I molti buchi di un processo

Il processo inaugurato il 19 ottobre 2005 a carico di Saddam Hussein e di altri sei imputati in merito ai fatti di Dujail del 1982 – arresto arbitrario, tortura ed esecuzione extra-giudiziaria di centinaia di civili di origine sciita – non si svolge di fronte a una corte penale internazionale, non ripudia la pena di morte e non gode di incontestata legittimità.
Il cosiddetto Tribunale speciale iracheno è stato istituito il 10 dicembre 2003 dagli Stati uniti e dal governo di transizione iracheno, seguito e curato da esperti di comprovata fiducia – quali ad esempio Salem Chalabi, nipote del discusso premier Ahmad Chalabi e totalmente digiuno di esperienza come penalista. Nonostante le accuse di crimini contro l’umanità sulle quali il tribunale basa il processo contro Saddam, non è sul corpus dei diritti umani che operano i giudici nè tantomeno sul codice penale iracheno del 1969, che non contempla ad esempio il crimine di «genocidio»: ci sono voluti un codice che li contenesse e una procedura ad hoc, varati entramb il 9 ottobre 2005, dieci giorni prima del processo, per permettere al tribunale di perseguire Saddam Hussein e i suoi sei presunti complici.

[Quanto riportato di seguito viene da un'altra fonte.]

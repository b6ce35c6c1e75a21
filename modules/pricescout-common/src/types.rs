use std::fmt;

use rust_decimal::Decimal;
use serde::{Deserialize, Serialize};

use crate::quantity::QuantitySpec;

// ---------------------------------------------------------------------------
// Query
// ---------------------------------------------------------------------------

/// A product description to price. The quantity is extracted once up front.
#[derive(Debug, Clone, PartialEq, Serialize, Deserialize)]
pub struct Query {
    pub text: String,
    pub quantity: QuantitySpec,
}

impl Query {
    pub fn new(text: &str) -> Self {
        let text = text.trim().to_string();
        let quantity = QuantitySpec::extract_lenient(&text);
        Self { text, quantity }
    }
}

impl fmt::Display for Query {
    fn fmt(&self, f: &mut fmt::Formatter<'_>) -> fmt::Result {
        f.write_str(&self.text)
    }
}

// ---------------------------------------------------------------------------
// Candidate
// ---------------------------------------------------------------------------

/// One scraped listing, before validation.
#[derive(Debug, Clone, PartialEq, Serialize, Deserialize)]
pub struct Candidate {
    pub name: String,
    pub price: Decimal,
    pub link: Option<String>,
    pub source_query: String,
    pub quantity: QuantitySpec,
}

// ---------------------------------------------------------------------------
// Evaluation + Ledger
// ---------------------------------------------------------------------------

#[derive(Debug, Clone, Copy, PartialEq, Eq, Serialize, Deserialize)]
#[serde(rename_all = "snake_case")]
pub enum EvaluationStatus {
    Included,
    RejectedRelevance,
    RejectedOutlier,
}

impl fmt::Display for EvaluationStatus {
    fn fmt(&self, f: &mut fmt::Formatter<'_>) -> fmt::Result {
        match self {
            EvaluationStatus::Included => f.write_str("included"),
            EvaluationStatus::RejectedRelevance => f.write_str("rejected (relevance)"),
            EvaluationStatus::RejectedOutlier => f.write_str("rejected (outlier)"),
        }
    }
}

#[derive(Debug, Clone, PartialEq, Serialize, Deserialize)]
pub struct Evaluation {
    pub candidate: Candidate,
    pub similarity: f64,
    pub quantity_match: bool,
    pub status: EvaluationStatus,
    pub rejection_reason: Option<String>,
}

impl Evaluation {
    pub fn is_included(&self) -> bool {
        self.status == EvaluationStatus::Included
    }

    /// Similarity formatted as a percentage with two decimals, e.g. `87.50%`.
    pub fn similarity_percent(&self) -> String {
        format!("{:.2}%", self.similarity * 100.0)
    }
}

/// Every evaluation for one query, in extraction order, rejected ones included.
///
/// Append-only. The one permitted mutation is reclassifying an `Included`
/// entry as an outlier.
#[derive(Debug, Clone, Default, PartialEq, Serialize, Deserialize)]
pub struct Ledger {
    entries: Vec<Evaluation>,
}

impl Ledger {
    pub fn new() -> Self {
        Self::default()
    }

    pub fn push(&mut self, evaluation: Evaluation) {
        self.entries.push(evaluation);
    }

    pub fn entries(&self) -> &[Evaluation] {
        &self.entries
    }

    pub fn len(&self) -> usize {
        self.entries.len()
    }

    pub fn is_empty(&self) -> bool {
        self.entries.is_empty()
    }

    /// Ledger indices of included entries, in order.
    pub fn included_indices(&self) -> Vec<usize> {
        self.entries
            .iter()
            .enumerate()
            .filter(|(_, e)| e.is_included())
            .map(|(i, _)| i)
            .collect()
    }

    pub fn count(&self, status: EvaluationStatus) -> usize {
        self.entries.iter().filter(|e| e.status == status).count()
    }

    /// Reclassify entry `index` as an outlier. Returns `false` (and changes
    /// nothing) unless the entry is currently `Included`.
    pub fn mark_outlier(&mut self, index: usize, reason: String) -> bool {
        match self.entries.get_mut(index) {
            Some(entry) if entry.is_included() => {
                entry.status = EvaluationStatus::RejectedOutlier;
                entry.rejection_reason = Some(reason);
                true
            }
            _ => false,
        }
    }
}

// ---------------------------------------------------------------------------
// Summary
// ---------------------------------------------------------------------------

/// A summary cell: an amount, or a sentinel explaining why there is none.
#[derive(Debug, Clone, Copy, PartialEq, Eq, Serialize, Deserialize)]
#[serde(tag = "kind", content = "value", rename_all = "snake_case")]
pub enum PriceCell {
    Amount(Decimal),
    NotFound,
    Timeout,
    UnexpectedError,
}

impl fmt::Display for PriceCell {
    fn fmt(&self, f: &mut fmt::Formatter<'_>) -> fmt::Result {
        match self {
            PriceCell::Amount(d) => write!(f, "{:.2}", d),
            PriceCell::NotFound => f.write_str("not found"),
            PriceCell::Timeout => f.write_str("timeout"),
            PriceCell::UnexpectedError => f.write_str("unexpected error"),
        }
    }
}

#[derive(Debug, Clone, PartialEq, Serialize, Deserialize)]
pub struct PriceSummary {
    pub query: String,
    pub min_price: PriceCell,
    pub max_price: PriceCell,
}

impl PriceSummary {
    pub fn found(query: &str, min: Decimal, max: Decimal) -> Self {
        Self {
            query: query.to_string(),
            min_price: PriceCell::Amount(min),
            max_price: PriceCell::Amount(max),
        }
    }

    /// Both cells carry the same sentinel.
    pub fn sentinel(query: &str, cell: PriceCell) -> Self {
        Self {
            query: query.to_string(),
            min_price: cell,
            max_price: cell,
        }
    }

    pub fn is_found(&self) -> bool {
        matches!(self.min_price, PriceCell::Amount(_))
    }
}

Per quanto riguarda il diritto internazionale, il tribunale speciale iracheno non garantisce i criteri previsti dalla Terza convenzione di Ginevra (art. 84/2) né dalla Convenzione internazionale sui diritti civili e politici (art.14) come «giusto, competente, indipendente ed imparziale»: la corte del Tribunale Speciale si compone di cinque giudici dei quali non è garantita l’imparzialità e la cui unica discriminante è di non essere stati precedentemente affiliati al partito Ba’ath; non ne è garantita la competenza, poichè l’intero collegio dei giudici iracheni è stato «ripulito» dal governo filo-americano (sempre in violazione della Convenzione di Ginevra), eliminando circa 180 giudici su 900 (i più anziani e competenti, ma sunniti ed ex-baathisti) e rimpiazzandoli con giudici investiti per decreto spesso privi di qualunque formazione come penalisti, o anche di qualifica come avvocati, ma fedeli al nuovo regime.
Non è stato permesso agli imputati di scegliersi i propri avvocati difensori e a niente sono valse le proteste di questi ultimi per poter visionare le prove in mano all’accusa, la cui validità è stata accertata da una commissione istituita dal governo stesso. Numerose le incongruenze dei testimoni. Da notare che a favore della difesa rimane l’eventuale paragone delle torture e detenzioni arbitrarie di Dujail con Abu Ghraib e Guantanamo: parte degli argomenti a favore dell’accusa verrebbero compromessi.